ところが、今季は大苦戦。マリナーズはシーズン序盤にサイ・ヤング賞投手のロビー・レイが腕を痛め、トミー・ジョン手術を受けることになりました。クリス・フレクセンはその穴を埋めべくローテーションに入りましたが、機能せず。ブルペンに移りましたが、こちらでも良い結果を残せていません。
2023シーズンはここまで17試合に登板し、42.0イニングでERA 7.71。これではメッツも使いづらいですね。
フレクセンの今後
メッツがトレード相手を見つけられれば良いですが、他のクラブはその$3.9Mほどのサラリーは負担ししたくないでしょうから、ウェーバーにかかります。そしてそれをクリアし(どこも手が上がらない)、FA。そうなれば新しいクラブはリーグミニマムの日割りだけで済むことになります。
トレバー・ガットの今季の成績
一方、30歳のトレバー・ガットは、今季はここまでERA 4.03とやや高めの数字ではありますが、SO%が24.8、BB%が6.2、HR%が1.6と内容はかなり良いです。ボールも強く、スライダーも良いのでオッタビーノとはまた違うタイプの右腕でゲーム後半に期待が持てそうです。
ザック・マッケンハーンとは
マリナーズが獲得したザック・マッケンハーンは、もともとは2016年のオリオールズの11巡目指名の左腕。2021年4月にオリオールズからリリースされ、同年はホワイトソックスとサイン。2022年にFAとなり、メッツとサイン。28才ながら今季デビューのルーキーです。今季は3試合、6.0イニングに登板。ERAは6.00。

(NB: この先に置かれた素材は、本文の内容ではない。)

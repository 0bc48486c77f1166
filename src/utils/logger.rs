use tracing_subscriber::{layer::SubscriberExt, util::SubscriberInitExt, EnvFilter};

/// Diagnostic logging only; the demo's required output lines go to stdout
/// directly. `RUST_LOG` overrides the default filter.
pub fn init_logger() {
    let filter =
        EnvFilter::try_from_default_env().unwrap_or_else(|_| EnvFilter::new("librarium=info"));

    tracing_subscriber::registry()
        .with(filter)
        .with(
            tracing_subscriber::fmt::layer()
                .with_target(false)
                .with_file(false)
                .with_line_number(false)
                .compact(),
        )
        .init();
}
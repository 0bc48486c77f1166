pub mod core;
pub mod domain;
pub mod utils;

pub use crate::core::catalog::Catalog;
pub use crate::core::decorator::{AccessibilityDecorator, AudioDecorator, SummaryDecorator};
pub use crate::core::factory::ItemFactory;
pub use crate::core::notifier::Notifier;
pub use crate::core::proxy::DigitalItemProxy;
pub use crate::domain::model::{DigitalItem, PhysicalItem, Reader};
pub use crate::domain::ports::{Item, Observer};
pub use crate::utils::error::{LibraryError, Result};
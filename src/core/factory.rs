use crate::domain::model::{DigitalItem, PhysicalItem};
use crate::domain::ports::Item;
use crate::utils::error::{LibraryError, Result};

/// Builds a concrete item from a kind tag. The tags mirror the catalog's
/// import format: `"digital"` and `"fisico"`, matched case-insensitively.
pub struct ItemFactory;

impl ItemFactory {
    pub fn create(kind: &str, title: &str, author: &str) -> Result<Box<dyn Item>> {
        if kind.eq_ignore_ascii_case("digital") {
            tracing::debug!("Creating digital item: {}", title);
            Ok(Box::new(DigitalItem::new(title, author)))
        } else if kind.eq_ignore_ascii_case("fisico") {
            tracing::debug!("Creating physical item: {}", title);
            Ok(Box::new(PhysicalItem::new(title, author)))
        } else {
            Err(LibraryError::UnknownKind {
                kind: kind.to_string(),
            })
        }
    }
}

#[cfg(test)]
mod tests {
    use super::*;

    #[test]
    fn test_create_digital() {
        let item = ItemFactory::create("digital", "Design Patterns", "GoF").unwrap();
        assert_eq!(item.render(), "[E-Book] Design Patterns - GoF");
    }

    #[test]
    fn test_create_physical() {
        let item = ItemFactory::create("fisico", "Clean Code", "Robert C. Martin").unwrap();
        assert_eq!(item.render(), "[Físico] Clean Code - Robert C. Martin");
    }

    #[test]
    fn test_kind_matching_is_case_insensitive() {
        let item = ItemFactory::create("DIGITAL", "Design Patterns", "GoF").unwrap();
        assert_eq!(item.render(), "[E-Book] Design Patterns - GoF");

        let item = ItemFactory::create("FiSiCo", "Clean Code", "Robert C. Martin").unwrap();
        assert_eq!(item.render(), "[Físico] Clean Code - Robert C. Martin");
    }

    #[test]
    fn test_unknown_kind_fails() {
        let err = ItemFactory::create("braille", "Clean Code", "Robert C. Martin")
            .err()
            .unwrap();
        assert_eq!(err.to_string(), "Unknown item kind: braille");
    }
}
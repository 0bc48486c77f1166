//! Capability traits for the library domain. Concrete types live in
//! [`crate::domain::model`]; wrappers that layer behavior on top of them
//! (decorators, the access proxy) live in `crate::core`.

/// A catalog item: a book in some edition (digital or physical), or any
/// wrapper that behaves like one.
///
/// `title`/`author` are fixed at construction. `render` produces the full,
/// possibly multi-line description; printing it is the caller's business.
pub trait Item: Send + Sync {
    fn title(&self) -> &str;

    fn author(&self) -> &str;

    fn render(&self) -> String;
}

/// Anything that can receive a broadcast message from a
/// [`crate::core::notifier::Notifier`]. Delivery is synchronous and carries
/// no return value.
pub trait Observer: Send + Sync {
    fn receive(&self, message: &str);
}
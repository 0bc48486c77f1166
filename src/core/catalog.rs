use std::sync::{Arc, Mutex, OnceLock};

use crate::domain::model::Reader;
use crate::domain::ports::Item;

static INSTANCE: OnceLock<Mutex<Catalog>> = OnceLock::new();

/// Registry of every item and user known to the library. Items and users are
/// kept in registration order; duplicates are allowed and nothing is
/// validated.
///
/// The process-wide shared catalog lives behind [`Catalog::instance`];
/// `Catalog::new` builds an independent one for callers that prefer to inject
/// their own.
pub struct Catalog {
    items: Vec<Box<dyn Item>>,
    users: Vec<Arc<Reader>>,
}

impl Catalog {
    pub fn new() -> Self {
        Self {
            items: Vec::new(),
            users: Vec::new(),
        }
    }

    /// The shared catalog, created on first access and alive for the rest of
    /// the process.
    pub fn instance() -> &'static Mutex<Catalog> {
        INSTANCE.get_or_init(|| {
            tracing::debug!("Initializing shared catalog");
            Mutex::new(Catalog::new())
        })
    }

    pub fn add_item(&mut self, item: Box<dyn Item>) {
        tracing::debug!("Registering item: {}", item.title());
        self.items.push(item);
    }

    pub fn register_user(&mut self, user: Arc<Reader>) {
        tracing::debug!("Registering user: {}", user.name());
        self.users.push(user);
    }

    /// First item whose title matches case-insensitively, scanning in
    /// registration order. A miss is an ordinary `None`, not an error.
    pub fn find_by_title(&self, title: &str) -> Option<&dyn Item> {
        let wanted = title.to_lowercase();
        self.items
            .iter()
            .find(|item| item.title().to_lowercase() == wanted)
            .map(|item| item.as_ref())
    }

    pub fn items(&self) -> &[Box<dyn Item>] {
        &self.items
    }

    pub fn users(&self) -> &[Arc<Reader>] {
        &self.users
    }
}

impl Default for Catalog {
    fn default() -> Self {
        Self::new()
    }
}
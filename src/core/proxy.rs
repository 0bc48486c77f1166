use std::sync::OnceLock;

use crate::domain::model::DigitalItem;
use crate::domain::ports::Item;

/// Access gate for a digital item. The real [`DigitalItem`] is only built on
/// the first permitted render and cached for every call after that; a denied
/// proxy never builds one.
pub struct DigitalItemProxy {
    title: String,
    author: String,
    access_granted: bool,
    inner: OnceLock<DigitalItem>,
}

impl DigitalItemProxy {
    pub fn new(title: impl Into<String>, author: impl Into<String>, access_granted: bool) -> Self {
        Self {
            title: title.into(),
            author: author.into(),
            access_granted,
            inner: OnceLock::new(),
        }
    }

    /// Whether the underlying item has been built yet.
    pub fn is_materialized(&self) -> bool {
        self.inner.get().is_some()
    }
}

impl Item for DigitalItemProxy {
    fn title(&self) -> &str {
        &self.title
    }

    fn author(&self) -> &str {
        &self.author
    }

    fn render(&self) -> String {
        if !self.access_granted {
            return format!("Access denied to digital item: {}", self.title);
        }

        self.inner
            .get_or_init(|| {
                tracing::debug!("Materializing digital item: {}", self.title);
                DigitalItem::new(self.title.clone(), self.author.clone())
            })
            .render()
    }
}
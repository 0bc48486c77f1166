pub mod catalog;
pub mod decorator;
pub mod factory;
pub mod notifier;
pub mod proxy;

pub use crate::domain::model::{DigitalItem, PhysicalItem, Reader};
pub use crate::domain::ports::{Item, Observer};
pub use crate::utils::error::Result;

マッケンハーンはメジャーではまだ良い結果を出せていませんが、今季、トリプルAではかなり良い結果を出しています。SO9は5.58、BB9は3.82ですが、30.2イニングを投げてERAは0.88。これがメジャーで通用すれば良いですね。
メッツ、贅沢税上のサラリーは377M超え
メッツの40manロスターの贅沢税上のサラリーはすでに$377M。今季の基準額は$233Mです。
贅沢税はメッツがとんでもない額のサラリーとなったため、新たにペナルティー第4層が創設されました。新しい層に対しては90%のTAXがかかることになります。すでに予想される税額は$105M。
お読みいただき、ありがとうございました。